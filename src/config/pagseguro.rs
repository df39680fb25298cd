//! PagSeguro client configuration

use serde::Deserialize;
use std::time::Duration;

use crate::adapters::pagseguro::{PagSeguroConfig, PagSeguroEnvironment};

use super::error::ValidationError;

/// PagSeguro API client configuration
#[derive(Debug, Clone, Deserialize)]
pub struct ProviderConfig {
    /// Sandbox or production endpoints
    #[serde(default)]
    pub environment: PagSeguroEnvironment,

    /// Override for the API base URL
    #[serde(default)]
    pub ws_base_url: Option<String>,

    /// Override for the payment page base URL
    #[serde(default)]
    pub payment_base_url: Option<String>,

    /// Outbound request timeout in seconds
    #[serde(default = "default_timeout")]
    pub timeout_secs: u64,

    /// Hosting platform reported in the User-Agent
    #[serde(default = "default_platform_name")]
    pub platform_name: String,

    #[serde(default = "default_platform_release")]
    pub platform_release: String,

    /// Module reported in the User-Agent
    #[serde(default = "default_module_name")]
    pub module_name: String,

    #[serde(default = "default_module_release")]
    pub module_release: String,
}

impl ProviderConfig {
    pub fn is_production(&self) -> bool {
        self.environment == PagSeguroEnvironment::Production
    }

    /// Build the adapter configuration.
    pub fn to_client_config(&self) -> PagSeguroConfig {
        let mut config = PagSeguroConfig::new(self.environment)
            .with_timeout(Duration::from_secs(self.timeout_secs))
            .with_module_info(
                &self.platform_name,
                &self.platform_release,
                &self.module_name,
                &self.module_release,
            );
        if let Some(url) = &self.ws_base_url {
            config = config.with_ws_base_url(url.as_str());
        }
        if let Some(url) = &self.payment_base_url {
            config = config.with_payment_base_url(url.as_str());
        }
        config
    }

    /// Validate PagSeguro configuration
    pub fn validate(&self) -> Result<(), ValidationError> {
        if self.timeout_secs == 0 || self.timeout_secs > 120 {
            return Err(ValidationError::InvalidProviderTimeout);
        }
        for url in [&self.ws_base_url, &self.payment_base_url].into_iter().flatten() {
            if !url.starts_with("http://") && !url.starts_with("https://") {
                return Err(ValidationError::InvalidProviderUrl(url.clone()));
            }
        }
        Ok(())
    }
}

impl Default for ProviderConfig {
    fn default() -> Self {
        Self {
            environment: PagSeguroEnvironment::default(),
            ws_base_url: None,
            payment_base_url: None,
            timeout_secs: default_timeout(),
            platform_name: default_platform_name(),
            platform_release: default_platform_release(),
            module_name: default_module_name(),
            module_release: default_module_release(),
        }
    }
}

fn default_timeout() -> u64 {
    20
}

fn default_platform_name() -> String {
    "WooCommerce".to_string()
}

fn default_platform_release() -> String {
    "unknown".to_string()
}

fn default_module_name() -> String {
    env!("CARGO_PKG_NAME").to_string()
}

fn default_module_release() -> String {
    env!("CARGO_PKG_VERSION").to_string()
}

#[cfg(test)]
mod tests {
    use super::*;

    #[test]
    fn test_defaults_target_sandbox() {
        let config = ProviderConfig::default();
        assert_eq!(config.environment, PagSeguroEnvironment::Sandbox);
        assert_eq!(config.timeout_secs, 20);
        assert!(!config.is_production());
        assert!(config.validate().is_ok());
    }

    #[test]
    fn test_client_config_carries_timeout_and_user_agent() {
        let config = ProviderConfig {
            timeout_secs: 5,
            platform_release: "8.5.2".to_string(),
            module_name: "pagseguro-gateway".to_string(),
            module_release: "1.0.0".to_string(),
            ..Default::default()
        };

        let client = config.to_client_config();

        assert_eq!(client.timeout(), Duration::from_secs(5));
        assert_eq!(client.user_agent(), "pagseguro-gateway/1.0.0 (WooCommerce/8.5.2)");
    }

    #[test]
    fn test_validation_invalid_timeout() {
        let config = ProviderConfig {
            timeout_secs: 0,
            ..Default::default()
        };
        assert!(config.validate().is_err());

        let config = ProviderConfig {
            timeout_secs: 121,
            ..Default::default()
        };
        assert!(config.validate().is_err());
    }

    #[test]
    fn test_validation_invalid_override_url() {
        let config = ProviderConfig {
            ws_base_url: Some("ws.example.com".to_string()),
            ..Default::default()
        };
        assert!(matches!(
            config.validate(),
            Err(ValidationError::InvalidProviderUrl(_))
        ));
    }
}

--*--

EXERCISE DETAILS: Look through the entries above; copy each line where the string "serde" appears.

SOLUTION FOR THIS PROBLEM:
use serde::Deserialize;
    #[serde(default)]
    #[serde(default)]
    #[serde(default)]
    #[serde(default = "default_timeout")]
    #[serde(default = "default_platform_name")]
    #[serde(default = "default_platform_release")]
    #[serde(default = "default_module_name")]
    #[serde(default = "default_module_release")]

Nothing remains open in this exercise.